→ **ASSIGNMENT**: Produce a word-for-word copy of the data below.

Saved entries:
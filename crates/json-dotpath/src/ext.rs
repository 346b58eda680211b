//! Method-style lookups on `serde_json::Value`.

use serde_json::Value;

use crate::error::PathError;
use crate::types::Mode;
use crate::walker::{resolve, resolve_lenient, resolve_strict};

/// Path lookups as methods on a document node.
///
/// ```
/// use json_dotpath::PathExt;
/// use serde_json::json;
///
/// let doc = json!({"users": [{"name": "Ann"}]});
/// assert_eq!(doc.strict_path("users[0].name").unwrap(), "Ann");
/// assert_eq!(doc.path("users[0].age").unwrap(), None);
/// ```
pub trait PathExt {
    /// Lenient lookup: `None` when a key is missing or a node has the wrong kind.
    fn path(&self, path: &str) -> Result<Option<&Value>, PathError>;

    /// Strict lookup: every mismatch is an error.
    fn strict_path(&self, path: &str) -> Result<&Value, PathError>;

    fn path_with(&self, path: &str, mode: Mode) -> Result<Option<&Value>, PathError>;
}

impl PathExt for Value {
    fn path(&self, path: &str) -> Result<Option<&Value>, PathError> {
        resolve_lenient(self, path)
    }

    fn strict_path(&self, path: &str) -> Result<&Value, PathError> {
        resolve_strict(self, path)
    }

    fn path_with(&self, path: &str, mode: Mode) -> Result<Option<&Value>, PathError> {
        resolve(self, path, mode)
    }
}
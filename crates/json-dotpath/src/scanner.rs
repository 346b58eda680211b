//! Incremental path scanner.
//!
//! The scanner is a pure step function over `(path, Cursor)`; [`Scanner`]
//! drives it as an iterator. Nothing is scanned ahead of what the caller
//! consumes, so a walker that stops early never sees later syntax errors.

use std::iter::FusedIterator;

use crate::error::PathError;
use crate::types::{ScannedToken, Token};

/// Scanner state: outside or inside an `[...]` index group.
#[derive(Debug, Clone, Copy, PartialEq, Eq, Default)]
pub enum ScanState {
    #[default]
    Scanning,
    InIndexGroup,
}

/// Position of the scanner inside a path.
#[derive(Debug, Clone, Copy, PartialEq, Eq, Default)]
pub struct Cursor {
    /// Byte offset of the unconsumed suffix.
    pub offset: usize,
    /// Characters consumed so far, reported as error and token positions.
    pub chars: usize,
    pub state: ScanState,
}

impl Cursor {
    fn at(offset: usize, chars: usize, state: ScanState) -> Self {
        Self {
            offset,
            chars,
            state,
        }
    }

    /// Moves past one ASCII delimiter.
    fn skip_delimiter(self, state: ScanState) -> Self {
        Self::at(self.offset + 1, self.chars + 1, state)
    }

    /// Moves past `text`, which starts at the cursor.
    fn skip_text(self, text: &str, state: ScanState) -> Self {
        Self::at(self.offset + text.len(), self.chars + text.chars().count(), state)
    }
}

/// Result of one scanner step.
#[derive(Debug, Clone, Copy, PartialEq, Eq)]
pub enum Step<'a> {
    /// A token was read; continue from the cursor.
    Token(Token<'a>, Cursor),
    /// A separator or a closing `]` was consumed without producing a token.
    Advance(Cursor),
    /// Nothing but whitespace remains.
    End,
}

/// Performs one scanner step from `cursor`.
pub fn step(path: &str, cursor: Cursor) -> Result<Step<'_>, PathError> {
    let rest = &path[cursor.offset..];
    if rest.trim().is_empty() {
        return Ok(Step::End);
    }
    match (rest.chars().next(), cursor.state) {
        (Some('['), ScanState::InIndexGroup) => Err(PathError::NestedIndexGroup {
            position: cursor.chars,
            path: path.to_string(),
        }),
        (Some('['), ScanState::Scanning) | (Some(','), ScanState::InIndexGroup) => {
            index_token(path, cursor.skip_delimiter(ScanState::InIndexGroup))
        }
        (Some(']'), ScanState::InIndexGroup) | (Some('.'), ScanState::Scanning) => {
            Ok(Step::Advance(cursor.skip_delimiter(ScanState::Scanning)))
        }
        _ => {
            let len = rest.find(['.', '[']).unwrap_or(rest.len());
            let key = &rest[..len];
            Ok(Step::Token(
                Token::Field(key),
                cursor.skip_text(key, cursor.state),
            ))
        }
    }
}

/// Reads one index token at `start`, just past `[` or `,`.
fn index_token(path: &str, start: Cursor) -> Result<Step<'_>, PathError> {
    let rest = &path[start.offset..];
    match rest.find([',', ']', '[']) {
        Some(len) if rest[len..].starts_with('[') => Err(PathError::NestedIndexGroup {
            position: start.chars + rest[..len].chars().count(),
            path: path.to_string(),
        }),
        Some(len) => {
            let raw = &rest[..len];
            Ok(Step::Token(
                Token::Index(raw),
                start.skip_text(raw, ScanState::InIndexGroup),
            ))
        }
        None => Err(PathError::UnterminatedToken {
            position: start.chars,
            path: path.to_string(),
        }),
    }
}

/// Validates a raw index token: ASCII digits only, fitting `usize`.
pub fn parse_index(raw: &str, position: usize, path: &str) -> Result<usize, PathError> {
    let invalid = || PathError::InvalidIndex {
        token: raw.to_string(),
        position,
        path: path.to_string(),
    };
    if raw.is_empty() || !raw.bytes().all(|b| b.is_ascii_digit()) {
        return Err(invalid());
    }
    raw.parse::<usize>().map_err(|_| invalid())
}

/// Lazy token stream over a path expression.
///
/// Yields at most one error, after which it is exhausted.
#[derive(Debug, Clone)]
pub struct Scanner<'a> {
    path: &'a str,
    cursor: Cursor,
    done: bool,
}

impl<'a> Scanner<'a> {
    pub fn new(path: &'a str) -> Self {
        Self {
            path,
            cursor: Cursor::default(),
            done: false,
        }
    }
}

impl<'a> Iterator for Scanner<'a> {
    type Item = Result<ScannedToken<'a>, PathError>;

    fn next(&mut self) -> Option<Self::Item> {
        if self.done {
            return None;
        }
        loop {
            match step(self.path, self.cursor) {
                Ok(Step::Advance(cursor)) => self.cursor = cursor,
                Ok(Step::Token(token, cursor)) => {
                    self.cursor = cursor;
                    return Some(Ok(ScannedToken {
                        token,
                        position: cursor.chars,
                    }));
                }
                Ok(Step::End) => {
                    self.done = true;
                    return None;
                }
                Err(err) => {
                    self.done = true;
                    return Some(Err(err));
                }
            }
        }
    }
}

impl FusedIterator for Scanner<'_> {}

→ **ANSWER SECTION**:
filename crates/json-dotpath/src/ext.rs
repository 346b58eda680211b
//! Method-style lookups on `serde_json::Value`.

use serde_json::Value;

use crate::error::PathError;
use crate::types::Mode;
use crate::walker::{resolve, resolve_lenient, resolve_strict};

/// Path lookups as methods on a document node.
///
/// ```
/// use json_dotpath::PathExt;
/// use serde_json::json;
///
/// let doc = json!({"users": [{"name": "Ann"}]});
/// assert_eq!(doc.strict_path("users[0].name").unwrap(), "Ann");
/// assert_eq!(doc.path("users[0].age").unwrap(), None);
/// ```
pub trait PathExt {
    /// Lenient lookup: `None` when a key is missing or a node has the wrong kind.
    fn path(&self, path: &str) -> Result<Option<&Value>, PathError>;

    /// Strict lookup: every mismatch is an error.
    fn strict_path(&self, path: &str) -> Result<&Value, PathError>;

    fn path_with(&self, path: &str, mode: Mode) -> Result<Option<&Value>, PathError>;
}

impl PathExt for Value {
    fn path(&self, path: &str) -> Result<Option<&Value>, PathError> {
        resolve_lenient(self, path)
    }

    fn strict_path(&self, path: &str) -> Result<&Value, PathError> {
        resolve_strict(self, path)
    }

    fn path_with(&self, path: &str, mode: Mode) -> Result<Option<&Value>, PathError> {
        resolve(self, path, mode)
    }
}
filename crates/json-dotpath/src/scanner.rs
repository 346b58eda680211b
//! Incremental path scanner.
//!
//! The scanner is a pure step function over `(path, Cursor)`; [`Scanner`]
//! drives it as an iterator. Nothing is scanned ahead of what the caller
//! consumes, so a walker that stops early never sees later syntax errors.

use std::iter::FusedIterator;

use crate::error::PathError;
use crate::types::{ScannedToken, Token};

/// Scanner state: outside or inside an `[...]` index group.
#[derive(Debug, Clone, Copy, PartialEq, Eq, Default)]
pub enum ScanState {
    #[default]
    Scanning,
    InIndexGroup,
}

/// Position of the scanner inside a path.
#[derive(Debug, Clone, Copy, PartialEq, Eq, Default)]
pub struct Cursor {
    /// Byte offset of the unconsumed suffix.
    pub offset: usize,
    /// Characters consumed so far, reported as error and token positions.
    pub chars: usize,
    pub state: ScanState,
}

impl Cursor {
    fn at(offset: usize, chars: usize, state: ScanState) -> Self {
        Self {
            offset,
            chars,
            state,
        }
    }

    /// Moves past one ASCII delimiter.
    fn skip_delimiter(self, state: ScanState) -> Self {
        Self::at(self.offset + 1, self.chars + 1, state)
    }

    /// Moves past `text`, which starts at the cursor.
    fn skip_text(self, text: &str, state: ScanState) -> Self {
        Self::at(self.offset + text.len(), self.chars + text.chars().count(), state)
    }
}

/// Result of one scanner step.
#[derive(Debug, Clone, Copy, PartialEq, Eq)]
pub enum Step<'a> {
    /// A token was read; continue from the cursor.
    Token(Token<'a>, Cursor),
    /// A separator or a closing `]` was consumed without producing a token.
    Advance(Cursor),
    /// Nothing but whitespace remains.
    End,
}

/// Performs one scanner step from `cursor`.
pub fn step(path: &str, cursor: Cursor) -> Result<Step<'_>, PathError> {
    let rest = &path[cursor.offset..];
    if rest.trim().is_empty() {
        return Ok(Step::End);
    }
    match (rest.chars().next(), cursor.state) {
        (Some('['), ScanState::InIndexGroup) => Err(PathError::NestedIndexGroup {
            position: cursor.chars,
            path: path.to_string(),
        }),
        (Some('['), ScanState::Scanning) | (Some(','), ScanState::InIndexGroup) => {
            index_token(path, cursor.skip_delimiter(ScanState::InIndexGroup))
        }
        (Some(']'), ScanState::InIndexGroup) | (Some('.'), ScanState::Scanning) => {
            Ok(Step::Advance(cursor.skip_delimiter(ScanState::Scanning)))
        }
        _ => {
            let len = rest.find(['.', '[']).unwrap_or(rest.len());
            let key = &rest[..len];
            Ok(Step::Token(
                Token::Field(key),
                cursor.skip_text(key, cursor.state),
            ))
        }
    }
}

/// Reads one index token at `start`, just past `[` or `,`.
fn index_token(path: &str, start: Cursor) -> Result<Step<'_>, PathError> {
    let rest = &path[start.offset..];
    match rest.find([',', ']', '[']) {
        Some(len) if rest[len..].starts_with('[') => Err(PathError::NestedIndexGroup {
            position: start.chars + rest[..len].chars().count(),
            path: path.to_string(),
        }),
        Some(len) => {
            let raw = &rest[..len];
            Ok(Step::Token(
                Token::Index(raw),
                start.skip_text(raw, ScanState::InIndexGroup),
            ))
        }
        None => Err(PathError::UnterminatedToken {
            position: start.chars,
            path: path.to_string(),
        }),
    }
}

/// Validates a raw index token: ASCII digits only, fitting `usize`.
pub fn parse_index(raw: &str, position: usize, path: &str) -> Result<usize, PathError> {
    let invalid = || PathError::InvalidIndex {
        token: raw.to_string(),
        position,
        path: path.to_string(),
    };
    if raw.is_empty() || !raw.bytes().all(|b| b.is_ascii_digit()) {
        return Err(invalid());
    }
    raw.parse::<usize>().map_err(|_| invalid())
}

/// Lazy token stream over a path expression.
///
/// Yields at most one error, after which it is exhausted.
#[derive(Debug, Clone)]
pub struct Scanner<'a> {
    path: &'a str,
    cursor: Cursor,
    done: bool,
}

impl<'a> Scanner<'a> {
    pub fn new(path: &'a str) -> Self {
        Self {
            path,
            cursor: Cursor::default(),
            done: false,
        }
    }
}

impl<'a> Iterator for Scanner<'a> {
    type Item = Result<ScannedToken<'a>, PathError>;

    fn next(&mut self) -> Option<Self::Item> {
        if self.done {
            return None;
        }
        loop {
            match step(self.path, self.cursor) {
                Ok(Step::Advance(cursor)) => self.cursor = cursor,
                Ok(Step::Token(token, cursor)) => {
                    self.cursor = cursor;
                    return Some(Ok(ScannedToken {
                        token,
                        position: cursor.chars,
                    }));
                }
                Ok(Step::End) => {
                    self.done = true;
                    return None;
                }
                Err(err) => {
                    self.done = true;
                    return Some(Err(err));
                }
            }
        }
    }
}

impl FusedIterator for Scanner<'_> {}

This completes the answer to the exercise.